À Paris, ils commencèrent aussitôt avec un certain succès leurs interprétations sur scène. Il en résulta plusieurs invitations, à jouer à Londres, Vienne et Berlin. Borovsky fit sa percée quand le chef d’orchestre russe Sergey Koussevitzky l’invita aux “Trois festivals de musique russe” à Paris. Le 29 avril 1921, il y joua le Concerto de Piano n°1 de Tchaikowsky et le 6 de mai 1921, les parties pour piano du Poème du Feu (Promethée) de Scriabin. Les critiques furent enthousiastes , ce qui entraina beaucoup d’invitations à jouer pour Borovsky.

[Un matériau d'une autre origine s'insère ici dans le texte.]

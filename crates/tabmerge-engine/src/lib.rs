//! Merge engine for classified table templates.
//!
//! Three layers build on the grid model:
//!
//! * [`matcher`] resolves a record's stub and group-stub values to the row
//!   they describe.
//! * [`mutator`] provides the structural primitives: row insertion with a
//!   per-column plan, row-span expansion and in-place field appends. Every
//!   primitive re-verifies grid coverage.
//! * [`merger`] orchestrates a record stream: Add fields append in place,
//!   then each record either fills an existing empty row or gets a new one
//!   planned from the table's column profiles.
//!
//! The merge is atomic with respect to the caller's table: it runs on a
//! clone and a fatal error discards all partial work.

pub mod error;
pub mod matcher;
pub mod merger;
pub mod mutator;
pub mod options;
pub mod plan;
pub mod report;

pub use error::{MergeError, Result};
pub use matcher::{find_row, LabelConstraint, RowMatch};
pub use merger::{merge, MergeOutcome, Merger};
pub use mutator::{append_to_field, expand_row_span, insert_row_after};
pub use options::{DegradePolicy, MergeOptions};
pub use plan::{ColPlan, NewCellSpec};
pub use report::{MergeReport, SkippedField, TieBreak};
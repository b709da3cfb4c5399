pub mod cell;
pub mod error;
pub mod raw;
pub mod record;
pub mod role;
pub mod table;

pub use cell::{Cell, GridPos};
pub use error::{GridError, Result};
pub use raw::{Color, RawCell, RawGrid};
pub use record::Record;
pub use role::{Role, RoleId};
pub use table::{FieldSummary, Table, TableSummary};

#[cfg(test)]
mod tests {
    use super::*;

    #[test]
    fn summary_serializes() {
        let mut table = Table::new(1, 1);
        table.insert_cell(Cell::new(
            GridPos::new(0, 0),
            1,
            1,
            Role::Input,
            RoleId::new("input-0001"),
        ));
        let summary = table.summary();
        let json = serde_json::to_string(&summary).expect("serialize summary");
        let round: TableSummary = serde_json::from_str(&json).expect("deserialize summary");
        assert_eq!(round.row_count, 1);
        assert_eq!(round.fields.len(), 1);
        assert_eq!(round.empty_cells, vec![GridPos::new(0, 0)]);
    }

    #[test]
    fn record_round_trips() {
        let record = Record::new()
            .with(RoleId::new("gstub-0001"), "group A")
            .with(RoleId::new("input-0001"), "42");
        let json = serde_json::to_string(&record).expect("serialize record");
        let round: Record = serde_json::from_str(&json).expect("deserialize record");
        assert_eq!(round, record);
    }
}
use thiserror::Error;

use tabmerge_model::{GridError, GridPos};

#[derive(Debug, Error)]
pub enum MergeError {
    /// A mutation violated the grid coverage invariant. Fatal: the merge
    /// aborts and no partial grid is returned to the caller.
    #[error("grid corrupted during merge: {source}")]
    CorruptGrid {
        #[from]
        source: GridError,
    },

    /// A mutation primitive was asked to operate outside the grid.
    #[error("row {row} is outside a table with {row_count} rows")]
    RowOutOfRange { row: usize, row_count: usize },

    /// The expansion target is missing, or the row below it cannot be
    /// absorbed into its span.
    #[error("cannot expand row span of cell at {origin}")]
    ExpandBlocked { origin: GridPos },
}

pub type Result<T> = std::result::Result<T, MergeError>;
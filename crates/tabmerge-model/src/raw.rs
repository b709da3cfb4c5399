/// Normalized background color of a parsed cell.
#[derive(Debug, Clone, Copy, PartialEq, Eq, serde::Serialize, serde::Deserialize)]
pub struct Color {
    pub r: u8,
    pub g: u8,
    pub b: u8,
}

impl Color {
    pub fn new(r: u8, g: u8, b: u8) -> Self {
        Self { r, g, b }
    }

    /// Parse a `#rrggbb` string as emitted by markup parsers.
    pub fn from_hex(hex: &str) -> Option<Self> {
        let digits = hex.strip_prefix('#')?;
        if digits.len() != 6 {
            return None;
        }
        let r = u8::from_str_radix(&digits[0..2], 16).ok()?;
        let g = u8::from_str_radix(&digits[2..4], 16).ok()?;
        let b = u8::from_str_radix(&digits[4..6], 16).ok()?;
        Some(Self { r, g, b })
    }
}

/// Pre-classification cell: position, span, content and shading only.
#[derive(Debug, Clone, PartialEq, serde::Serialize, serde::Deserialize)]
pub struct RawCell {
    pub row: usize,
    pub col: usize,
    pub row_span: usize,
    pub col_span: usize,
    pub paragraphs: Vec<String>,
    pub background: Option<Color>,
    /// Child grid owned by this cell, classified and merged independently.
    pub nested: Option<Box<RawGrid>>,
}

impl RawCell {
    pub fn new(row: usize, col: usize) -> Self {
        Self {
            row,
            col,
            row_span: 1,
            col_span: 1,
            paragraphs: Vec::new(),
            background: None,
            nested: None,
        }
    }

    pub fn with_span(mut self, row_span: usize, col_span: usize) -> Self {
        self.row_span = row_span;
        self.col_span = col_span;
        self
    }

    pub fn with_text(mut self, text: &str) -> Self {
        self.paragraphs = if text.is_empty() {
            Vec::new()
        } else {
            text.split('\n').map(str::to_string).collect()
        };
        self
    }

    pub fn with_background(mut self, color: Color) -> Self {
        self.background = Some(color);
        self
    }

    pub fn with_nested(mut self, nested: RawGrid) -> Self {
        self.nested = Some(Box::new(nested));
        self
    }

    pub fn end_row(&self) -> usize {
        self.row + self.row_span - 1
    }

    pub fn end_col(&self) -> usize {
        self.col + self.col_span - 1
    }

    pub fn is_empty(&self) -> bool {
        self.paragraphs.iter().all(|p| p.trim().is_empty())
    }

    pub fn text(&self) -> String {
        self.paragraphs.join("\n")
    }
}

/// Table grid as handed over by an external markup parser.
#[derive(Debug, Clone, PartialEq, serde::Serialize, serde::Deserialize)]
pub struct RawGrid {
    pub row_count: usize,
    pub col_count: usize,
    pub cells: Vec<RawCell>,
}

impl RawGrid {
    pub fn new(row_count: usize, col_count: usize) -> Self {
        Self {
            row_count,
            col_count,
            cells: Vec::new(),
        }
    }

    pub fn push(&mut self, cell: RawCell) {
        self.cells.push(cell);
    }

    pub fn with_cell(mut self, cell: RawCell) -> Self {
        self.cells.push(cell);
        self
    }
}
//! Row matching against stub and group-stub labels.
//!
//! A record's label values form a conjunction of constraints; a row
//! satisfies the record when every constraint has a matching label cell
//! covering that row. Text comparison trims surrounding whitespace but is
//! otherwise exact.

use std::collections::BTreeSet;

use tracing::trace;

use tabmerge_model::{GridPos, Record, Role, RoleId, Table};

/// One label requirement extracted from a record.
#[derive(Debug, Clone, PartialEq, Eq)]
pub struct LabelConstraint {
    pub role_id: RoleId,
    pub role: Role,
    pub value: String,
}

/// Best row for a record, with the group-stub cells anchoring it.
#[derive(Debug, Clone, PartialEq, Eq)]
pub struct RowMatch {
    pub row: usize,
    pub groups: Vec<GridPos>,
}

/// Full resolution of a label constraint set.
#[derive(Debug, Clone, PartialEq, Eq)]
pub(crate) struct Resolution {
    /// Rows satisfying every constraint, ascending. Never empty.
    pub rows: Vec<usize>,
    /// Matched group-stub origins covering the chosen (earliest) row.
    pub groups: Vec<GridPos>,
    /// Origin rows of the distinct label regions involved. More than one
    /// region means the record was ambiguous.
    pub region_starts: Vec<usize>,
}

impl Resolution {
    pub fn chosen_row(&self) -> usize {
        self.rows[0]
    }

    pub fn is_ambiguous(&self) -> bool {
        self.region_starts.len() > 1
    }
}

/// Label constraints of `record` against the fields `table` knows.
pub(crate) fn constraints_from(table: &Table, record: &Record) -> Vec<LabelConstraint> {
    let mut labels = Vec::new();
    for (role_id, value) in record.iter() {
        if value.trim().is_empty() {
            continue;
        }
        match table.role_of(role_id) {
            Some(role @ (Role::Stub | Role::GroupStub)) => labels.push(LabelConstraint {
                role_id: role_id.clone(),
                role,
                value: value.to_string(),
            }),
            _ => {}
        }
    }
    labels
}

/// Intersect the row sets of all constraints. `None` when the set is empty
/// or some constraint matches nowhere.
pub(crate) fn resolve(table: &Table, labels: &[LabelConstraint]) -> Option<Resolution> {
    if labels.is_empty() {
        return None;
    }

    let mut valid: Option<BTreeSet<usize>> = None;
    for label in labels {
        let mut rows = BTreeSet::new();
        for origin in table.origins_for(&label.role_id) {
            let Some(cell) = table.cell_at_origin(*origin) else {
                continue;
            };
            if cell.text().trim() == label.value.trim() {
                rows.extend(origin.row..=cell.end_row());
            }
        }
        let narrowed = match valid {
            None => rows,
            Some(previous) => &previous & &rows,
        };
        if narrowed.is_empty() {
            trace!(id = %label.role_id, value = %label.value, "label constraint matched no row");
            return None;
        }
        valid = Some(narrowed);
    }
    let valid = valid?;
    let rows: Vec<usize> = valid.iter().copied().collect();
    let chosen = rows[0];

    let mut groups = Vec::new();
    let mut region_starts = BTreeSet::new();
    for label in labels {
        for origin in table.origins_for(&label.role_id) {
            let Some(cell) = table.cell_at_origin(*origin) else {
                continue;
            };
            if cell.text().trim() != label.value.trim() {
                continue;
            }
            if (origin.row..=cell.end_row()).any(|row| valid.contains(&row)) {
                region_starts.insert(origin.row);
            }
            if label.role == Role::GroupStub && cell.covers(GridPos::new(chosen, origin.col)) {
                groups.push(*origin);
            }
        }
    }
    groups.sort_unstable();
    groups.dedup();

    Some(Resolution {
        rows,
        groups,
        region_starts: region_starts.into_iter().collect(),
    })
}

/// Find the earliest row satisfying all label values `record` supplies.
pub fn find_row(table: &Table, record: &Record) -> Option<RowMatch> {
    let labels = constraints_from(table, record);
    resolve(table, &labels).map(|resolution| RowMatch {
        row: resolution.chosen_row(),
        groups: resolution.groups,
    })
}
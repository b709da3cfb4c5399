use std::collections::BTreeMap;

use crate::role::RoleId;

/// One unit of incoming data: a read-only mapping from role id to value.
///
/// Records are consumed strictly in input order and never mutated by the
/// engine.
#[derive(Debug, Clone, Default, PartialEq, Eq, serde::Serialize, serde::Deserialize)]
#[serde(transparent)]
pub struct Record {
    values: BTreeMap<RoleId, String>,
}

impl Record {
    pub fn new() -> Self {
        Self::default()
    }

    pub fn with(mut self, role_id: RoleId, value: impl Into<String>) -> Self {
        self.values.insert(role_id, value.into());
        self
    }

    pub fn set(&mut self, role_id: RoleId, value: impl Into<String>) {
        self.values.insert(role_id, value.into());
    }

    pub fn get(&self, role_id: &RoleId) -> Option<&str> {
        self.values.get(role_id).map(String::as_str)
    }

    pub fn iter(&self) -> impl Iterator<Item = (&RoleId, &str)> {
        self.values.iter().map(|(id, value)| (id, value.as_str()))
    }

    pub fn role_ids(&self) -> impl Iterator<Item = &RoleId> {
        self.values.keys()
    }

    pub fn is_empty(&self) -> bool {
        self.values.is_empty()
    }

    pub fn len(&self) -> usize {
        self.values.len()
    }

    /// Keep only the fields whose role id satisfies `keep`.
    pub fn project(&self, mut keep: impl FnMut(&RoleId) -> bool) -> Record {
        Record {
            values: self
                .values
                .iter()
                .filter(|(id, _)| keep(id))
                .map(|(id, value)| (id.clone(), value.clone()))
                .collect(),
        }
    }

    /// Parse a record stream from a JSON array of objects.
    pub fn stream_from_json(json: &str) -> serde_json::Result<Vec<Record>> {
        serde_json::from_str(json)
    }
}

#[cfg(test)]
mod tests {
    use super::*;

    #[test]
    fn stream_parses_from_json() {
        let records = Record::stream_from_json(
            r#"[{"gstub-0001": "A", "input-0001": "1"}, {"input-0001": "2"}]"#,
        )
        .expect("parse stream");
        assert_eq!(records.len(), 2);
        assert_eq!(records[0].get(&RoleId::new("gstub-0001")), Some("A"));
        assert_eq!(records[1].get(&RoleId::new("gstub-0001")), None);
    }

    #[test]
    fn project_filters_fields() {
        let record = Record::new()
            .with(RoleId::new("a"), "1")
            .with(RoleId::new("b"), "2");
        let projected = record.project(|id| id.as_str() == "a");
        assert_eq!(projected.len(), 1);
        assert_eq!(projected.get(&RoleId::new("a")), Some("1"));
    }
}
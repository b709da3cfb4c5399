use crate::shading::ShadingPolicy;

/// Classification policy knobs.
#[derive(Debug, Clone, PartialEq, Eq, serde::Serialize, serde::Deserialize)]
pub struct ClassifyOptions {
    /// Minimum text length (in characters) for a first-data-row cell to be
    /// classified as an Add field.
    pub add_text_threshold: usize,
    pub shading: ShadingPolicy,
}

impl Default for ClassifyOptions {
    fn default() -> Self {
        Self {
            add_text_threshold: 30,
            shading: ShadingPolicy::default(),
        }
    }
}
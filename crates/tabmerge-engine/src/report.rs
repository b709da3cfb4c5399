use tabmerge_model::RoleId;

/// Diagnostics accumulated across one merge.
///
/// Skipped fields and tie-breaks are recovered conditions: the merge
/// continues, but callers get a full account of what was dropped or
/// decided deterministically.
#[derive(Debug, Clone, Default, PartialEq, Eq, serde::Serialize, serde::Deserialize)]
pub struct MergeReport {
    pub records_merged: usize,
    pub records_skipped: usize,
    pub rows_inserted: usize,
    pub cells_filled: usize,
    pub skipped_fields: Vec<SkippedField>,
    pub tie_breaks: Vec<TieBreak>,
}

impl MergeReport {
    pub fn has_warnings(&self) -> bool {
        !self.skipped_fields.is_empty() || !self.tie_breaks.is_empty()
    }
}

/// A record referenced a role id the table does not know; the record was
/// dropped.
#[derive(Debug, Clone, PartialEq, Eq, serde::Serialize, serde::Deserialize)]
pub struct SkippedField {
    pub record_index: usize,
    pub role_id: RoleId,
}

/// Several rows satisfied a record's label constraints equally well; the
/// earliest row was chosen.
#[derive(Debug, Clone, PartialEq, Eq, serde::Serialize, serde::Deserialize)]
pub struct TieBreak {
    pub record_index: usize,
    pub chosen_row: usize,
    pub candidate_rows: Vec<usize>,
}
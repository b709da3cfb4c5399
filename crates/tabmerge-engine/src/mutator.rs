//! Structural grid mutations.
//!
//! Every primitive re-verifies the coverage invariant before returning, so a
//! bad plan surfaces as [`MergeError::CorruptGrid`] instead of a silently
//! broken grid.

use tracing::trace;

use tabmerge_model::{Cell, GridError, GridPos, RoleId, Table};

use crate::error::{MergeError, Result};
use crate::plan::ColPlan;

/// Insert one row directly below `after_row`.
///
/// Cells spanning across the boundary absorb the new row automatically;
/// every other column must be covered by a [`ColPlan`] directive. Returns
/// the index of the new row.
pub fn insert_row_after(table: &mut Table, after_row: usize, plan: &[ColPlan]) -> Result<usize> {
    if after_row >= table.row_count {
        return Err(MergeError::RowOutOfRange {
            row: after_row,
            row_count: table.row_count,
        });
    }
    let new_row = after_row + 1;
    trace!(after_row, directives = plan.len(), "inserting row");

    // Shift origins below the boundary down by one. Descending order keeps
    // target keys free while moving.
    let moved: Vec<GridPos> = table
        .cells
        .range(GridPos::new(new_row, 0)..)
        .map(|(origin, _)| *origin)
        .collect();
    for origin in moved.into_iter().rev() {
        if let Some(mut cell) = table.cells.remove(&origin) {
            cell.origin.row += 1;
            table.cells.insert(cell.origin, cell);
        }
    }
    for positions in table.role_index.values_mut() {
        for pos in positions.iter_mut() {
            if pos.row > after_row {
                pos.row += 1;
            }
        }
    }

    // Cells crossing the boundary grow to cover the new row.
    let absorbing: Vec<GridPos> = table
        .cells
        .range(..GridPos::new(new_row, 0))
        .filter(|(_, cell)| cell.end_row() >= new_row)
        .map(|(origin, _)| *origin)
        .collect();
    for origin in absorbing {
        if let Some(cell) = table.cells.get_mut(&origin) {
            cell.row_span += 1;
        }
    }

    for directive in plan {
        match directive {
            ColPlan::Extend { origin } => {
                let Some(cell) = table.cell_at_origin_mut(*origin) else {
                    return Err(MergeError::ExpandBlocked { origin: *origin });
                };
                if cell.end_row() >= new_row {
                    continue; // already absorbed above
                }
                if cell.end_row() != after_row {
                    return Err(MergeError::ExpandBlocked { origin: *origin });
                }
                cell.row_span += 1;
            }
            ColPlan::New(spec) => {
                let cell = Cell::new(
                    GridPos::new(new_row, spec.col),
                    1,
                    spec.col_span,
                    spec.role,
                    spec.role_id.clone(),
                )
                .with_text(&spec.text);
                table.insert_cell(cell);
            }
        }
    }

    table.row_count += 1;
    table.verify_coverage()?;
    Ok(new_row)
}

/// Grow the cell at `origin` to also cover the row below its current span.
///
/// The covered band of that row must consist of single-row cells lying
/// entirely within the target's column range; they are removed and their
/// area absorbed. Anything else blocks the expansion, leaving the table
/// untouched.
pub fn expand_row_span(table: &mut Table, origin: GridPos) -> Result<()> {
    let Some(target) = table.cell_at_origin(origin) else {
        return Err(MergeError::ExpandBlocked { origin });
    };
    let band_row = target.end_row() + 1;
    let (start_col, end_col) = (origin.col, target.end_col());
    if band_row >= table.row_count {
        return Err(MergeError::ExpandBlocked { origin });
    }

    let mut displaced = Vec::new();
    for col in start_col..=end_col {
        let pos = GridPos::new(band_row, col);
        let Some(covered) = table.cell(pos) else {
            return Err(GridError::Gap {
                row: band_row,
                col,
            }
            .into());
        };
        if covered.row_span != 1 || covered.origin.col < start_col || covered.end_col() > end_col {
            return Err(MergeError::ExpandBlocked { origin });
        }
        displaced.push(covered.origin);
    }
    displaced.dedup();

    trace!(%origin, band_row, removed = displaced.len(), "expanding row span");
    for pos in displaced {
        table.remove_cell(pos);
    }
    if let Some(target) = table.cell_at_origin_mut(origin) {
        target.row_span += 1;
    }
    table.verify_coverage()?;
    Ok(())
}

/// Append `text` to the first mutable cell carrying `role_id`.
///
/// Returns `false` without touching the table when the id is unknown or
/// resolves only to immutable cells.
pub fn append_to_field(
    table: &mut Table,
    role_id: &RoleId,
    text: &str,
    separator: &str,
    paragraph_break: bool,
) -> bool {
    let Some(origin) = table
        .origins_for(role_id)
        .iter()
        .copied()
        .find(|pos| {
            table
                .cell_at_origin(*pos)
                .is_some_and(|cell| !cell.role.is_immutable())
        })
    else {
        return false;
    };
    if let Some(cell) = table.cell_at_origin_mut(origin) {
        cell.append_text(text, separator, paragraph_break);
        return true;
    }
    false
}
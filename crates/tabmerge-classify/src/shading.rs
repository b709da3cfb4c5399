use tabmerge_model::Color;

/// Decides whether a background color counts as shading.
///
/// Near-white fills are treated as unshaded; the exact channel threshold is
/// a policy choice, not an invariant, so it stays configurable here at the
/// classifier boundary.
#[derive(Debug, Clone, Copy, PartialEq, Eq, serde::Serialize, serde::Deserialize)]
pub struct ShadingPolicy {
    /// A color is shaded only if some RGB channel falls below this value.
    pub near_white_min: u8,
}

impl Default for ShadingPolicy {
    fn default() -> Self {
        Self { near_white_min: 220 }
    }
}

impl ShadingPolicy {
    pub fn is_shaded(&self, color: Color) -> bool {
        color.r < self.near_white_min
            || color.g < self.near_white_min
            || color.b < self.near_white_min
    }

    pub fn is_background_shaded(&self, background: Option<Color>) -> bool {
        background.is_some_and(|color| self.is_shaded(color))
    }
}

#[cfg(test)]
mod tests {
    use super::*;

    #[test]
    fn near_white_is_unshaded() {
        let policy = ShadingPolicy::default();
        assert!(!policy.is_shaded(Color::new(255, 255, 255)));
        assert!(!policy.is_shaded(Color::new(220, 230, 240)));
    }

    #[test]
    fn any_low_channel_is_shaded() {
        let policy = ShadingPolicy::default();
        assert!(policy.is_shaded(Color::new(204, 204, 204)));
        assert!(policy.is_shaded(Color::new(255, 255, 219)));
    }

    #[test]
    fn missing_background_is_unshaded() {
        let policy = ShadingPolicy::default();
        assert!(!policy.is_background_shaded(None));
        assert!(policy.is_background_shaded(Some(Color::new(128, 128, 128))));
    }
}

En 1921, partout dans le monde, les ‘colonies’ de Russes émigrés commençèrent à s’établir , intégrant que la Guerre Civile avait été gagnée par les Rouges. Paris était l’un des lieux favoris pour les Russes, étant plus près de la Russie que les États-Unis. Beaucoup de Russes aisés et/ou cultivés qui se trouvaient “temporairement” (pensant, comme Moussia et Vladimir) aux États-Unis, gravitèrent vers Paris. La plupart parlaient beaucoup mieux le Français que l’Anglais. Une famille, Boris et Fatma Samoilenko, des amis proches de Prokofiev, par exemple, déménagèrent de New York à Paris en 1921. Fatma était une des deux soeurs Hanoum – l’autre étant Tamara. Les deux soeurs devinrent bientôt le coeur et l’âme du circuit de fêtes russes à Paris. Rapidement, Borovsky fut invité dans ces cercles, ce qu’il aimait particulièrement. Il garda néanmoins sa distance car il avait besoin de tout son temps pour ses répétitions de concerts.

Il écrivit dans ses Mémoires qu’un jour en 1922, il rencontra “un couple russe, M. et Mme. Roumanov… , que j’ avais vu un soir dans les Wagons Lits de Moscou à Petrograd, le soir de la victoire Bolchévique. L’homme était journaliste et un type bien rusé…”.  Il continue :

“Un matin, ce couple m’appela au téléphone pour m’inviter à déjeuner et être introduit à une jeune dame russe qui était récemment arrivée de Californie et qui y avait rencontré mon ami Prokofiev. Quand j’arrivai, je découvris que mes amis n’avaient point exagéré. Elle était vraiment une femme très belle. Son nom était Maria Viktorovna. Elle me raconta qu’elle m’avait entendu jouer à Petrograd, le Concerto n° 1 de Tchaikowsky sous Alexandre Siloti, que récemment elle avait passé beaucoup de temps avec Prokofiev et qu’elle était présente, avec lui, pendant la première mondiale de son opéra  “L’Amour des trois Oranges’, par la Compagnie de Mary Garden, à Chicago.”